Transcribe the data. Leave out nothing.

# # #

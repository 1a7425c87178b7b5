//! Scope close semantics: finalizer ordering, failure aggregation,
//! idempotence, and late registration.

use fibra::test_utils::{expect_success, ok, test_executor};
use fibra::{Error, Outcome};
use std::sync::atomic::{AtomicU32, Ordering};
use std::sync::{Arc, Mutex};

#[test]
fn finalizers_run_in_reverse_registration_order() {
    let mut exec = test_executor();
    let order: Arc<Mutex<Vec<u32>>> = Arc::new(Mutex::new(Vec::new()));

    let scope = exec.make_scope();
    for n in 1..=3 {
        let order_f = order.clone();
        scope
            .add_finalizer(move || {
                order_f.lock().unwrap().push(n);
                Ok(())
            })
            .expect("scope is open");
    }

    let outcome = exec.block_on(scope.close());
    expect_success(outcome);
    assert_eq!(*order.lock().unwrap(), vec![3, 2, 1]);
}

#[test]
fn a_failing_finalizer_does_not_stop_the_rest() {
    let mut exec = test_executor();
    let order: Arc<Mutex<Vec<u32>>> = Arc::new(Mutex::new(Vec::new()));

    let scope = exec.make_scope();
    let order_1 = order.clone();
    scope
        .add_finalizer(move || {
            order_1.lock().unwrap().push(1);
            Ok(())
        })
        .expect("scope is open");
    let order_2 = order.clone();
    scope
        .add_finalizer(move || {
            order_2.lock().unwrap().push(2);
            Err(Error::Message("finalizer two failed"))
        })
        .expect("scope is open");
    let order_3 = order.clone();
    scope
        .add_finalizer(move || {
            order_3.lock().unwrap().push(3);
            Ok(())
        })
        .expect("scope is open");

    let outcome = exec.block_on(scope.close());
    // Every finalizer ran, in order, and the one failure is aggregated.
    assert_eq!(*order.lock().unwrap(), vec![3, 2, 1]);
    match outcome {
        Outcome::Failure(Error::FinalizerFailure(errors)) => assert_eq!(errors.len(), 1),
        other => panic!("expected FinalizerFailure, got {other:?}"),
    }
}

#[test]
fn async_finalizers_interleave_with_sync_ones() {
    let mut exec = test_executor();
    let order: Arc<Mutex<Vec<&'static str>>> = Arc::new(Mutex::new(Vec::new()));

    let scope = exec.make_scope();
    let order_sync = order.clone();
    scope
        .add_finalizer(move || {
            order_sync.lock().unwrap().push("sync");
            Ok(())
        })
        .expect("scope is open");
    let order_async = order.clone();
    scope
        .add_async_finalizer(async move {
            order_async.lock().unwrap().push("async");
            Ok(())
        })
        .expect("scope is open");

    let outcome = exec.block_on(scope.close());
    expect_success(outcome);
    assert_eq!(*order.lock().unwrap(), vec!["async", "sync"]);
}

#[test]
fn close_is_idempotent_and_repeats_the_stored_outcome() {
    let mut exec = test_executor();
    let runs = Arc::new(AtomicU32::new(0));

    let scope = exec.make_scope();
    let runs_f = runs.clone();
    scope
        .add_finalizer(move || {
            runs_f.fetch_add(1, Ordering::SeqCst);
            Err(Error::Message("once"))
        })
        .expect("scope is open");

    let first = exec.block_on(scope.close());
    let second = exec.block_on(scope.close());

    assert_eq!(runs.load(Ordering::SeqCst), 1, "finalizers run exactly once");
    assert!(first.is_failure());
    assert!(second.is_failure(), "late closers see the stored outcome");
}

#[test]
fn concurrent_closers_share_one_close() {
    let mut exec = test_executor();
    let runs = Arc::new(AtomicU32::new(0));

    let scope = exec.make_scope();
    let runs_f = runs.clone();
    scope
        .add_finalizer(move || {
            runs_f.fetch_add(1, Ordering::SeqCst);
            Ok(())
        })
        .expect("scope is open");

    // Park one fiber inside the scope so the close has to drain it, keeping
    // both closers in flight at once.
    let scope_w = scope.clone();
    let root = exec
        .spawn(move |cx| async move {
            let _worker = cx.fork_in(&scope_w, |cx| async move {
                for _ in 0..3 {
                    cx.yield_now().await;
                }
                ok(())
            })?;
            ok(())
        })
        .expect("fork failed");
    exec.run_steps(2);
    expect_success(root.poll_outcome().expect("root should be done"));

    let close_a = scope.close();
    let close_b = scope.close();
    let (a, b) = exec.block_on(async move {
        let a = close_a.await;
        let b = close_b.await;
        (a, b)
    });

    assert_eq!(runs.load(Ordering::SeqCst), 1, "finalizers run exactly once");
    assert!(a.is_success());
    assert!(b.is_success());
}

#[test]
fn late_finalizer_still_runs_but_reports_scope_closed() {
    let mut exec = test_executor();
    let scope = exec.make_scope();
    let outcome = exec.block_on(scope.close());
    expect_success(outcome);

    let ran = Arc::new(AtomicU32::new(0));
    let ran_f = ran.clone();
    let result = scope.add_finalizer(move || {
        ran_f.fetch_add(1, Ordering::SeqCst);
        Ok(())
    });

    assert!(matches!(result, Err(Error::ScopeClosed)));
    assert_eq!(ran.load(Ordering::SeqCst), 1, "the action still ran");
}

#[test]
fn closing_a_scope_interrupts_and_awaits_attached_fibers_first() {
    let mut exec = test_executor();
    let order: Arc<Mutex<Vec<&'static str>>> = Arc::new(Mutex::new(Vec::new()));

    let scope = exec.make_scope();
    let order_fin = order.clone();
    scope
        .add_finalizer(move || {
            order_fin.lock().unwrap().push("finalizer");
            Ok(())
        })
        .expect("scope is open");

    let scope_w = scope.clone();
    let order_w = order.clone();
    let root = exec
        .spawn(move |cx| async move {
            let order_inner = order_w.clone();
            let _worker = cx.fork_in::<_, _, ()>(&scope_w, move |cx| async move {
                loop {
                    order_inner.lock().unwrap().push("worker");
                    cx.yield_now().await;
                }
            })?;
            ok(())
        })
        .expect("fork failed");
    exec.run_steps(3);
    expect_success(root.poll_outcome().expect("root should be done"));

    let outcome = exec.block_on(scope.close());
    expect_success(outcome);

    let order = order.lock().unwrap();
    assert_eq!(order.last(), Some(&"finalizer"));
    assert!(order.iter().filter(|s| **s == "worker").count() >= 1);
}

# # #

### EXPECTED ANSWER
repository 1a7425c87178b7b5
//! Scope close semantics: finalizer ordering, failure aggregation,
//! idempotence, and late registration.

use fibra::test_utils::{expect_success, ok, test_executor};
use fibra::{Error, Outcome};
use std::sync::atomic::{AtomicU32, Ordering};
use std::sync::{Arc, Mutex};

#[test]
fn finalizers_run_in_reverse_registration_order() {
    let mut exec = test_executor();
    let order: Arc<Mutex<Vec<u32>>> = Arc::new(Mutex::new(Vec::new()));

    let scope = exec.make_scope();
    for n in 1..=3 {
        let order_f = order.clone();
        scope
            .add_finalizer(move || {
                order_f.lock().unwrap().push(n);
                Ok(())
            })
            .expect("scope is open");
    }

    let outcome = exec.block_on(scope.close());
    expect_success(outcome);
    assert_eq!(*order.lock().unwrap(), vec![3, 2, 1]);
}

#[test]
fn a_failing_finalizer_does_not_stop_the_rest() {
    let mut exec = test_executor();
    let order: Arc<Mutex<Vec<u32>>> = Arc::new(Mutex::new(Vec::new()));

    let scope = exec.make_scope();
    let order_1 = order.clone();
    scope
        .add_finalizer(move || {
            order_1.lock().unwrap().push(1);
            Ok(())
        })
        .expect("scope is open");
    let order_2 = order.clone();
    scope
        .add_finalizer(move || {
            order_2.lock().unwrap().push(2);
            Err(Error::Message("finalizer two failed"))
        })
        .expect("scope is open");
    let order_3 = order.clone();
    scope
        .add_finalizer(move || {
            order_3.lock().unwrap().push(3);
            Ok(())
        })
        .expect("scope is open");

    let outcome = exec.block_on(scope.close());
    // Every finalizer ran, in order, and the one failure is aggregated.
    assert_eq!(*order.lock().unwrap(), vec![3, 2, 1]);
    match outcome {
        Outcome::Failure(Error::FinalizerFailure(errors)) => assert_eq!(errors.len(), 1),
        other => panic!("expected FinalizerFailure, got {other:?}"),
    }
}

#[test]
fn async_finalizers_interleave_with_sync_ones() {
    let mut exec = test_executor();
    let order: Arc<Mutex<Vec<&'static str>>> = Arc::new(Mutex::new(Vec::new()));

    let scope = exec.make_scope();
    let order_sync = order.clone();
    scope
        .add_finalizer(move || {
            order_sync.lock().unwrap().push("sync");
            Ok(())
        })
        .expect("scope is open");
    let order_async = order.clone();
    scope
        .add_async_finalizer(async move {
            order_async.lock().unwrap().push("async");
            Ok(())
        })
        .expect("scope is open");

    let outcome = exec.block_on(scope.close());
    expect_success(outcome);
    assert_eq!(*order.lock().unwrap(), vec!["async", "sync"]);
}

#[test]
fn close_is_idempotent_and_repeats_the_stored_outcome() {
    let mut exec = test_executor();
    let runs = Arc::new(AtomicU32::new(0));

    let scope = exec.make_scope();
    let runs_f = runs.clone();
    scope
        .add_finalizer(move || {
            runs_f.fetch_add(1, Ordering::SeqCst);
            Err(Error::Message("once"))
        })
        .expect("scope is open");

    let first = exec.block_on(scope.close());
    let second = exec.block_on(scope.close());

    assert_eq!(runs.load(Ordering::SeqCst), 1, "finalizers run exactly once");
    assert!(first.is_failure());
    assert!(second.is_failure(), "late closers see the stored outcome");
}

#[test]
fn concurrent_closers_share_one_close() {
    let mut exec = test_executor();
    let runs = Arc::new(AtomicU32::new(0));

    let scope = exec.make_scope();
    let runs_f = runs.clone();
    scope
        .add_finalizer(move || {
            runs_f.fetch_add(1, Ordering::SeqCst);
            Ok(())
        })
        .expect("scope is open");

    // Park one fiber inside the scope so the close has to drain it, keeping
    // both closers in flight at once.
    let scope_w = scope.clone();
    let root = exec
        .spawn(move |cx| async move {
            let _worker = cx.fork_in(&scope_w, |cx| async move {
                for _ in 0..3 {
                    cx.yield_now().await;
                }
                ok(())
            })?;
            ok(())
        })
        .expect("fork failed");
    exec.run_steps(2);
    expect_success(root.poll_outcome().expect("root should be done"));

    let close_a = scope.close();
    let close_b = scope.close();
    let (a, b) = exec.block_on(async move {
        let a = close_a.await;
        let b = close_b.await;
        (a, b)
    });

    assert_eq!(runs.load(Ordering::SeqCst), 1, "finalizers run exactly once");
    assert!(a.is_success());
    assert!(b.is_success());
}

#[test]
fn late_finalizer_still_runs_but_reports_scope_closed() {
    let mut exec = test_executor();
    let scope = exec.make_scope();
    let outcome = exec.block_on(scope.close());
    expect_success(outcome);

    let ran = Arc::new(AtomicU32::new(0));
    let ran_f = ran.clone();
    let result = scope.add_finalizer(move || {
        ran_f.fetch_add(1, Ordering::SeqCst);
        Ok(())
    });

    assert!(matches!(result, Err(Error::ScopeClosed)));
    assert_eq!(ran.load(Ordering::SeqCst), 1, "the action still ran");
}

#[test]
fn closing_a_scope_interrupts_and_awaits_attached_fibers_first() {
    let mut exec = test_executor();
    let order: Arc<Mutex<Vec<&'static str>>> = Arc::new(Mutex::new(Vec::new()));

    let scope = exec.make_scope();
    let order_fin = order.clone();
    scope
        .add_finalizer(move || {
            order_fin.lock().unwrap().push("finalizer");
            Ok(())
        })
        .expect("scope is open");

    let scope_w = scope.clone();
    let order_w = order.clone();
    let root = exec
        .spawn(move |cx| async move {
            let order_inner = order_w.clone();
            let _worker = cx.fork_in::<_, _, ()>(&scope_w, move |cx| async move {
                loop {
                    order_inner.lock().unwrap().push("worker");
                    cx.yield_now().await;
                }
            })?;
            ok(())
        })
        .expect("fork failed");
    exec.run_steps(3);
    expect_success(root.poll_outcome().expect("root should be done"));

    let outcome = exec.block_on(scope.close());
    expect_success(outcome);

    let order = order.lock().unwrap();
    assert_eq!(order.last(), Some(&"finalizer"));
    assert!(order.iter().filter(|s| **s == "worker").count() >= 1);
}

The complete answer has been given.